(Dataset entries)

▬▬▬▬▬▬▬▬▬▬

//! Unit tests for `AppError` display format.

use agent_conduit::AppError;

#[test]
fn busy_error_display_has_prefix() {
    let err = AppError::Busy("session s1 already has a message in flight".into());
    assert_eq!(
        err.to_string(),
        "busy: session s1 already has a message in flight"
    );
}

#[test]
fn not_found_error_display_has_prefix() {
    let err = AppError::NotFound("session s1 not found".into());
    assert!(err.to_string().starts_with("not found:"));
}

#[test]
fn each_variant_has_distinct_prefix() {
    let prefixes: Vec<String> = [
        AppError::Config("x".into()),
        AppError::Spawn("x".into()),
        AppError::Protocol("x".into()),
        AppError::Busy("x".into()),
        AppError::NotFound("x".into()),
        AppError::Signal("x".into()),
        AppError::Io("x".into()),
    ]
    .iter()
    .map(ToString::to_string)
    .collect();

    let mut unique = prefixes.clone();
    unique.sort();
    unique.dedup();
    assert_eq!(unique.len(), prefixes.len(), "prefixes: {prefixes:?}");
}

#[test]
fn toml_error_converts_to_config_variant() {
    let toml_err = toml::from_str::<toml::Value>("key = ").expect_err("invalid toml");
    let err: AppError = toml_err.into();
    assert!(err.to_string().starts_with("config: invalid config"));
}

#[test]
fn implements_std_error() {
    fn assert_error<E: std::error::Error>(_: &E) {}
    assert_error(&AppError::Signal("SIGTERM to pid 1: EPERM".into()));
}
//! Product domain type.

use serde::{Deserialize, Serialize};

use lumina_core::{Money, ProductId, UserId};

/// A catalog entry, owned by the seller whose id equals `seller_id`.
///
/// Immutable once created; there is no edit or delete flow in scope. Price is
/// non-negative by construction ([`Money`]) and stock is unsigned.
#[derive(Debug, Clone, PartialEq, Serialize, Deserialize)]
pub struct Product {
    /// Unique product ID.
    pub id: ProductId,
    /// Display name.
    pub name: String,
    /// Unit price.
    pub price: Money,
    /// Catalog category (e.g., "Electronics").
    pub category: String,
    /// Product image URL.
    pub image: String,
    /// Average review rating, 0.0 to 5.0.
    pub rating: f32,
    /// Number of reviews behind the rating.
    pub reviews: u32,
    /// Units available.
    pub stock: u32,
    /// Owning seller.
    pub seller_id: UserId,
    /// Long-form description shown on the product page.
    pub description: String,
}

impl Product {
    /// Create a fresh listing for a seller, with a generated id and no
    /// reviews yet.
    #[must_use]
    pub fn listed_by(
        seller_id: UserId,
        name: impl Into<String>,
        price: Money,
        category: impl Into<String>,
        image: impl Into<String>,
        stock: u32,
        description: impl Into<String>,
    ) -> Self {
        Self {
            id: ProductId::generate(),
            name: name.into(),
            price,
            category: category.into(),
            image: image.into(),
            rating: 0.0,
            reviews: 0,
            stock,
            seller_id,
            description: description.into(),
        }
    }
}
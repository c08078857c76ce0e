//! Historical order records for the admin oversight view.

use chrono::NaiveDate;
use serde::{Deserialize, Serialize};

use lumina_core::{Money, OrderId};

/// Fulfillment status of a historical order.
#[derive(Debug, Clone, Copy, PartialEq, Eq, Hash, Serialize, Deserialize, Default)]
pub enum OrderStatus {
    #[default]
    Pending,
    Processing,
    Shipped,
    Delivered,
    Cancelled,
}

/// A past order as surfaced in the admin dashboard.
///
/// These are seed-time records only; checkout in this scope emits
/// notifications rather than appending to the order ledger.
#[derive(Debug, Clone, PartialEq, Serialize, Deserialize)]
pub struct Order {
    /// Order reference (e.g., `#ORD-7721`).
    pub id: OrderId,
    /// Name of the purchasing customer.
    pub customer_name: String,
    /// Date the order was placed.
    pub date: NaiveDate,
    /// Order total.
    pub total: Money,
    /// Current fulfillment status.
    pub status: OrderStatus,
    /// Number of line items.
    pub items: u32,
}
//! End-to-end flows through the `Marketplace` controller.

use lumina_core::{Email, Money, ProductId, Role, UserId};
use lumina_marketplace::models::{Product, User};
use lumina_marketplace::{
    CancellationToken, CheckoutPhase, Marketplace, MarketplaceConfig, MarketplaceError,
    MarketplaceStore, View,
};

fn user(id: &str, name: &str, email: &str, role: Role) -> User {
    User {
        id: UserId::new(id),
        name: name.to_owned(),
        email: Email::parse(email).expect("valid email"),
        role,
        avatar: String::new(),
        balance: None,
    }
}

fn product(id: &str, seller: &str, price: u32) -> Product {
    Product {
        id: ProductId::new(id),
        name: format!("Item {id}"),
        price: Money::from_major(price),
        category: "Test".to_owned(),
        image: String::new(),
        rating: 4.0,
        reviews: 1,
        stock: 10,
        seller_id: UserId::new(seller),
        description: String::new(),
    }
}

/// Two sellers and one buyer. $100×1 + $50×2 at 8% tax comes to $216.00 and
/// produces exactly three notifications.
fn two_seller_market() -> Marketplace {
    let store = MarketplaceStore::with_data(
        vec![
            user("u1", "Buyer", "buyer@lumina.com", Role::Buyer),
            user("s1", "Seller One", "one@lumina.com", Role::Seller),
            user("s2", "Seller Two", "two@lumina.com", Role::Seller),
        ],
        vec![product("1", "s1", 100), product("2", "s2", 50)],
        Vec::new(),
    );
    Marketplace::with_store(MarketplaceConfig::default(), store)
}

#[tokio::test(start_paused = true)]
async fn checkout_fans_out_per_seller_and_resets_to_home() {
    let mut app = two_seller_market();
    app.login("buyer@lumina.com").expect("login");
    app.add_to_cart(&ProductId::new("1")).expect("add");
    app.add_to_cart(&ProductId::new("2")).expect("add");
    app.update_quantity(&ProductId::new("2"), 1);
    app.change_view(View::Lookbook);

    let totals = app.totals();
    assert_eq!(totals.subtotal, Money::from_major(200));
    assert_eq!(totals.tax, Money::from_major(16));
    assert_eq!(totals.total.to_string(), "$216.00");

    let mut phases = app.subscribe_checkout();
    let cancel = CancellationToken::new();
    let receipt = app.place_order(&cancel).await.expect("checkout succeeds");

    assert_eq!(receipt.sellers_notified, 2);
    assert_eq!(receipt.totals.total.to_string(), "$216.00");

    // The simulation ran to completion: cart empty, back home, idle again.
    assert!(app.cart().is_empty());
    assert_eq!(app.current_view(), View::Home);
    assert_eq!(app.checkout_phase(), CheckoutPhase::Idle);
    assert!(phases.has_changed().expect("phase channel alive"));

    // Exactly one notification per distinct seller plus the buyer's receipt.
    assert_eq!(app.store().notifications().len(), 3);
    let s1 = UserId::new("s1");
    let for_s1: Vec<_> = app.store().notifications_for(&s1).collect();
    assert_eq!(for_s1.len(), 1);
    assert_eq!(for_s1[0].message, "New Order Received: 1x Item 1");

    let s2 = UserId::new("s2");
    let for_s2: Vec<_> = app.store().notifications_for(&s2).collect();
    assert_eq!(for_s2.len(), 1);
    assert_eq!(for_s2[0].message, "New Order Received: 2x Item 2");

    let u1 = UserId::new("u1");
    let for_buyer: Vec<_> = app.store().notifications_for(&u1).collect();
    assert_eq!(for_buyer.len(), 1);
    assert_eq!(
        for_buyer[0].message,
        "Order successfully placed! Total: $216.00"
    );
}

#[tokio::test(start_paused = true)]
async fn cancelled_checkout_mutates_nothing() {
    let mut app = two_seller_market();
    app.login("buyer@lumina.com").expect("login");
    app.add_to_cart(&ProductId::new("1")).expect("add");

    let cancel = CancellationToken::new();
    cancel.cancel();

    let err = app.place_order(&cancel).await.expect_err("cancelled");
    assert!(matches!(err, MarketplaceError::CheckoutCancelled));
    assert_eq!(app.checkout_phase(), CheckoutPhase::Failed);
    assert_eq!(app.cart_count(), 1);
    assert!(app.store().notifications().is_empty());
}

#[tokio::test(start_paused = true)]
async fn place_order_requires_a_session() {
    let mut app = two_seller_market();
    let cancel = CancellationToken::new();
    let err = app.place_order(&cancel).await.expect_err("guest");
    assert!(matches!(err, MarketplaceError::AuthRequired));
    assert_eq!(app.checkout_phase(), CheckoutPhase::Idle);
}

#[tokio::test(start_paused = true)]
async fn seller_sees_order_notification_after_buyer_checks_out() {
    let mut app = Marketplace::with_demo_data(MarketplaceConfig::default());

    // Guest taps "add to cart" and is bounced to the login prompt.
    let err = app.add_to_cart(&ProductId::new("1")).expect_err("guest");
    assert!(matches!(err, MarketplaceError::AuthRequired));

    app.login("alex@lumina.com").expect("buyer login");
    app.add_to_cart(&ProductId::new("1")).expect("add"); // Sarah's headset
    app.place_order(&CancellationToken::new())
        .await
        .expect("checkout");

    // Buyer sees the confirmation.
    assert_eq!(app.unread_count(), 1);

    // Sarah signs in and finds the order waiting.
    app.logout();
    app.login("sarah@lumina.com").expect("seller login");
    assert_eq!(app.current_view(), View::Dashboard);
    assert_eq!(app.unread_count(), 1);
    let inbox = app.notifications();
    assert!(inbox[0].message.starts_with("New Order Received:"));
}

#[tokio::test(start_paused = true)]
async fn checkout_on_empty_cart_still_confirms_to_buyer_only() {
    let mut app = two_seller_market();
    app.login("buyer@lumina.com").expect("login");

    let receipt = app
        .place_order(&CancellationToken::new())
        .await
        .expect("checkout");
    assert_eq!(receipt.sellers_notified, 0);
    assert_eq!(receipt.totals.total, Money::ZERO);
    assert_eq!(app.store().notifications().len(), 1);
}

▬▬▬▬▬▬▬▬▬▬

What needs to be done:
Working through the records, find each line containing the word "flight" and copy it.

Problem solution:
    let err = AppError::Busy("session s1 already has a message in flight".into());
        "busy: session s1 already has a message in flight"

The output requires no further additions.